» Exercise aim
Reproduce the following entries verbatim, each one complete.

☆ ☆ ☆ ☆ ☆

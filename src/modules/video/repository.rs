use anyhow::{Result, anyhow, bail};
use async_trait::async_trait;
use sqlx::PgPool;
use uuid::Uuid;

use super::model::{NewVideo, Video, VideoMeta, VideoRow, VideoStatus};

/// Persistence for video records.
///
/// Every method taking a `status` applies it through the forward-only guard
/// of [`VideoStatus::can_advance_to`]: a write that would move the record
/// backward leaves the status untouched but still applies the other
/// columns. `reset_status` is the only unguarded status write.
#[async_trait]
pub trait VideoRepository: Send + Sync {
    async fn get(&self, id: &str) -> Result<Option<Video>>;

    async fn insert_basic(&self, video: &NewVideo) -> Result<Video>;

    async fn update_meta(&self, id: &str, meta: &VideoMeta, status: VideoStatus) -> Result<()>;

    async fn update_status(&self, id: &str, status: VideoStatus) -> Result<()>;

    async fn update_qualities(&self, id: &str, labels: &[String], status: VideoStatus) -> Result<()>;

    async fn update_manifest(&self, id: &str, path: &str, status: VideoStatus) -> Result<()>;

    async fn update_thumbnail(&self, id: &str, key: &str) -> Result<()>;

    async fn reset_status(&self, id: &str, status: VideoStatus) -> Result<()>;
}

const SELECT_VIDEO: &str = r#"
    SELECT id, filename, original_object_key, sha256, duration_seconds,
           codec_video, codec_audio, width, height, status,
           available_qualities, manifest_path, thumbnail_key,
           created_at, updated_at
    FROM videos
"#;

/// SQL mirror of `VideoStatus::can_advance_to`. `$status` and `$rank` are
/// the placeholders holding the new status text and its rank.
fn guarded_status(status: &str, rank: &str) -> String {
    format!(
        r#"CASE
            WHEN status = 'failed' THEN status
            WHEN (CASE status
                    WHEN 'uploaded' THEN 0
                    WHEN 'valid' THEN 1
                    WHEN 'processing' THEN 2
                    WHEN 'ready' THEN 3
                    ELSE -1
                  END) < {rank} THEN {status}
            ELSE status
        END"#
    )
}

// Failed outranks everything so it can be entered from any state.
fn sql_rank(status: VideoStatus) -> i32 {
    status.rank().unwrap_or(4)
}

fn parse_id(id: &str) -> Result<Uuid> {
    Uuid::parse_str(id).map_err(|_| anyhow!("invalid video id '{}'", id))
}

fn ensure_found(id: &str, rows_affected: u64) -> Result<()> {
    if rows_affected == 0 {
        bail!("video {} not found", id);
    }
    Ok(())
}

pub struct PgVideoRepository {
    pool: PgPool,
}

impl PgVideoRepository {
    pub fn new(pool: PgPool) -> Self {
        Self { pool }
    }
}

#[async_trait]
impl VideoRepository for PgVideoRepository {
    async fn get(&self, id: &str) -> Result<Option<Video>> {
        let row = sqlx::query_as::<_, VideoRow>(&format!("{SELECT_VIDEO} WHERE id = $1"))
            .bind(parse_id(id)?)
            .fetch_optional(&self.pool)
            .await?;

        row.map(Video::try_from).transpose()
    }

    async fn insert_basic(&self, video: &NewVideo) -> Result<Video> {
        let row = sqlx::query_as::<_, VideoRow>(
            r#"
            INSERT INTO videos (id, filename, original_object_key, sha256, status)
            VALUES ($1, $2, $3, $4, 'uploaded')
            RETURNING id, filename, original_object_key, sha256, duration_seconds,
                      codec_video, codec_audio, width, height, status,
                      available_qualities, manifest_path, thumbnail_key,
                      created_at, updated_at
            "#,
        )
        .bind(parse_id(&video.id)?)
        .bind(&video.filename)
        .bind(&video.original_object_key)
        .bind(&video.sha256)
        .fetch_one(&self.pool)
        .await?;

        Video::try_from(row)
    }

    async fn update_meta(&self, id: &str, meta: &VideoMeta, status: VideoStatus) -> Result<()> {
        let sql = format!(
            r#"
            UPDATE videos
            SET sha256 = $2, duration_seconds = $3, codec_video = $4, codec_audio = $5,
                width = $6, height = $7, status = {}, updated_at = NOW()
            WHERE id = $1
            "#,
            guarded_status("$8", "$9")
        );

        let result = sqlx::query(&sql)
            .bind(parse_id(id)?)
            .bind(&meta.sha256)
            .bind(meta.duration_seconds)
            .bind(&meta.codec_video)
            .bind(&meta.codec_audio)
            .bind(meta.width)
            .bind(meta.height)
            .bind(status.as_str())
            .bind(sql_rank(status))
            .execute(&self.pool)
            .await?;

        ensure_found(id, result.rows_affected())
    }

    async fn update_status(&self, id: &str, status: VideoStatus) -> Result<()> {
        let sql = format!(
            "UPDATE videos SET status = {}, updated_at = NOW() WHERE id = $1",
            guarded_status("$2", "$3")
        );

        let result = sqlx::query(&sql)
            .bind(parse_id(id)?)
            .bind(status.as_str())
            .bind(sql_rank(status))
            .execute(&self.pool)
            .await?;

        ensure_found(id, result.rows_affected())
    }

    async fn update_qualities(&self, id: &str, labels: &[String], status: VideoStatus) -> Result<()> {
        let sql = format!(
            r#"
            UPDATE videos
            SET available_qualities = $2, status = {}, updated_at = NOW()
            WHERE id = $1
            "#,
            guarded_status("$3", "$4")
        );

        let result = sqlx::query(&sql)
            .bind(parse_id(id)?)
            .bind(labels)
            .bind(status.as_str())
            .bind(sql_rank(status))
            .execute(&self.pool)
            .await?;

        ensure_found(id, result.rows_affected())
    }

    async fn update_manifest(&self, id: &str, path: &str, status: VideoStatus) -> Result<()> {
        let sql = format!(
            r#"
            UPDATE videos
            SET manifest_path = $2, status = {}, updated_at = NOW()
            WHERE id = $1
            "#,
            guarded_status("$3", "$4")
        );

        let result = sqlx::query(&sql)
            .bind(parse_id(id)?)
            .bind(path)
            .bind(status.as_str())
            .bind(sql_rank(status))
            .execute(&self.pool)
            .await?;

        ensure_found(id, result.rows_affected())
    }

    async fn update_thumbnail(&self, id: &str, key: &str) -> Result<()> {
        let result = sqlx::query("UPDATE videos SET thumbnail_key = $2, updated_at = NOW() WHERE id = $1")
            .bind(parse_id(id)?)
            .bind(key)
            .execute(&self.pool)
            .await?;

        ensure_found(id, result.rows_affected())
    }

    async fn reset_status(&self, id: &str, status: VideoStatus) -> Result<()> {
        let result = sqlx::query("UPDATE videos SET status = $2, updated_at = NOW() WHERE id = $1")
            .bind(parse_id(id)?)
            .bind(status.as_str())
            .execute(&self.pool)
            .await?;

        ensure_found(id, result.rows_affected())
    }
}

☆ ☆ ☆ ☆ ☆

» Output for this task
filename src/modules/video/repository.rs
use anyhow::{Result, anyhow, bail};
use async_trait::async_trait;
use sqlx::PgPool;
use uuid::Uuid;

use super::model::{NewVideo, Video, VideoMeta, VideoRow, VideoStatus};

/// Persistence for video records.
///
/// Every method taking a `status` applies it through the forward-only guard
/// of [`VideoStatus::can_advance_to`]: a write that would move the record
/// backward leaves the status untouched but still applies the other
/// columns. `reset_status` is the only unguarded status write.
#[async_trait]
pub trait VideoRepository: Send + Sync {
    async fn get(&self, id: &str) -> Result<Option<Video>>;

    async fn insert_basic(&self, video: &NewVideo) -> Result<Video>;

    async fn update_meta(&self, id: &str, meta: &VideoMeta, status: VideoStatus) -> Result<()>;

    async fn update_status(&self, id: &str, status: VideoStatus) -> Result<()>;

    async fn update_qualities(&self, id: &str, labels: &[String], status: VideoStatus) -> Result<()>;

    async fn update_manifest(&self, id: &str, path: &str, status: VideoStatus) -> Result<()>;

    async fn update_thumbnail(&self, id: &str, key: &str) -> Result<()>;

    async fn reset_status(&self, id: &str, status: VideoStatus) -> Result<()>;
}

const SELECT_VIDEO: &str = r#"
    SELECT id, filename, original_object_key, sha256, duration_seconds,
           codec_video, codec_audio, width, height, status,
           available_qualities, manifest_path, thumbnail_key,
           created_at, updated_at
    FROM videos
"#;

/// SQL mirror of `VideoStatus::can_advance_to`. `$status` and `$rank` are
/// the placeholders holding the new status text and its rank.
fn guarded_status(status: &str, rank: &str) -> String {
    format!(
        r#"CASE
            WHEN status = 'failed' THEN status
            WHEN (CASE status
                    WHEN 'uploaded' THEN 0
                    WHEN 'valid' THEN 1
                    WHEN 'processing' THEN 2
                    WHEN 'ready' THEN 3
                    ELSE -1
                  END) < {rank} THEN {status}
            ELSE status
        END"#
    )
}

// Failed outranks everything so it can be entered from any state.
fn sql_rank(status: VideoStatus) -> i32 {
    status.rank().unwrap_or(4)
}

fn parse_id(id: &str) -> Result<Uuid> {
    Uuid::parse_str(id).map_err(|_| anyhow!("invalid video id '{}'", id))
}

fn ensure_found(id: &str, rows_affected: u64) -> Result<()> {
    if rows_affected == 0 {
        bail!("video {} not found", id);
    }
    Ok(())
}

pub struct PgVideoRepository {
    pool: PgPool,
}

impl PgVideoRepository {
    pub fn new(pool: PgPool) -> Self {
        Self { pool }
    }
}

#[async_trait]
impl VideoRepository for PgVideoRepository {
    async fn get(&self, id: &str) -> Result<Option<Video>> {
        let row = sqlx::query_as::<_, VideoRow>(&format!("{SELECT_VIDEO} WHERE id = $1"))
            .bind(parse_id(id)?)
            .fetch_optional(&self.pool)
            .await?;

        row.map(Video::try_from).transpose()
    }

    async fn insert_basic(&self, video: &NewVideo) -> Result<Video> {
        let row = sqlx::query_as::<_, VideoRow>(
            r#"
            INSERT INTO videos (id, filename, original_object_key, sha256, status)
            VALUES ($1, $2, $3, $4, 'uploaded')
            RETURNING id, filename, original_object_key, sha256, duration_seconds,
                      codec_video, codec_audio, width, height, status,
                      available_qualities, manifest_path, thumbnail_key,
                      created_at, updated_at
            "#,
        )
        .bind(parse_id(&video.id)?)
        .bind(&video.filename)
        .bind(&video.original_object_key)
        .bind(&video.sha256)
        .fetch_one(&self.pool)
        .await?;

        Video::try_from(row)
    }

    async fn update_meta(&self, id: &str, meta: &VideoMeta, status: VideoStatus) -> Result<()> {
        let sql = format!(
            r#"
            UPDATE videos
            SET sha256 = $2, duration_seconds = $3, codec_video = $4, codec_audio = $5,
                width = $6, height = $7, status = {}, updated_at = NOW()
            WHERE id = $1
            "#,
            guarded_status("$8", "$9")
        );

        let result = sqlx::query(&sql)
            .bind(parse_id(id)?)
            .bind(&meta.sha256)
            .bind(meta.duration_seconds)
            .bind(&meta.codec_video)
            .bind(&meta.codec_audio)
            .bind(meta.width)
            .bind(meta.height)
            .bind(status.as_str())
            .bind(sql_rank(status))
            .execute(&self.pool)
            .await?;

        ensure_found(id, result.rows_affected())
    }

    async fn update_status(&self, id: &str, status: VideoStatus) -> Result<()> {
        let sql = format!(
            "UPDATE videos SET status = {}, updated_at = NOW() WHERE id = $1",
            guarded_status("$2", "$3")
        );

        let result = sqlx::query(&sql)
            .bind(parse_id(id)?)
            .bind(status.as_str())
            .bind(sql_rank(status))
            .execute(&self.pool)
            .await?;

        ensure_found(id, result.rows_affected())
    }

    async fn update_qualities(&self, id: &str, labels: &[String], status: VideoStatus) -> Result<()> {
        let sql = format!(
            r#"
            UPDATE videos
            SET available_qualities = $2, status = {}, updated_at = NOW()
            WHERE id = $1
            "#,
            guarded_status("$3", "$4")
        );

        let result = sqlx::query(&sql)
            .bind(parse_id(id)?)
            .bind(labels)
            .bind(status.as_str())
            .bind(sql_rank(status))
            .execute(&self.pool)
            .await?;

        ensure_found(id, result.rows_affected())
    }

    async fn update_manifest(&self, id: &str, path: &str, status: VideoStatus) -> Result<()> {
        let sql = format!(
            r#"
            UPDATE videos
            SET manifest_path = $2, status = {}, updated_at = NOW()
            WHERE id = $1
            "#,
            guarded_status("$3", "$4")
        );

        let result = sqlx::query(&sql)
            .bind(parse_id(id)?)
            .bind(path)
            .bind(status.as_str())
            .bind(sql_rank(status))
            .execute(&self.pool)
            .await?;

        ensure_found(id, result.rows_affected())
    }

    async fn update_thumbnail(&self, id: &str, key: &str) -> Result<()> {
        let result = sqlx::query("UPDATE videos SET thumbnail_key = $2, updated_at = NOW() WHERE id = $1")
            .bind(parse_id(id)?)
            .bind(key)
            .execute(&self.pool)
            .await?;

        ensure_found(id, result.rows_affected())
    }

    async fn reset_status(&self, id: &str, status: VideoStatus) -> Result<()> {
        let result = sqlx::query("UPDATE videos SET status = $2, updated_at = NOW() WHERE id = $1")
            .bind(parse_id(id)?)
            .bind(status.as_str())
            .execute(&self.pool)
            .await?;

        ensure_found(id, result.rows_affected())
    }
}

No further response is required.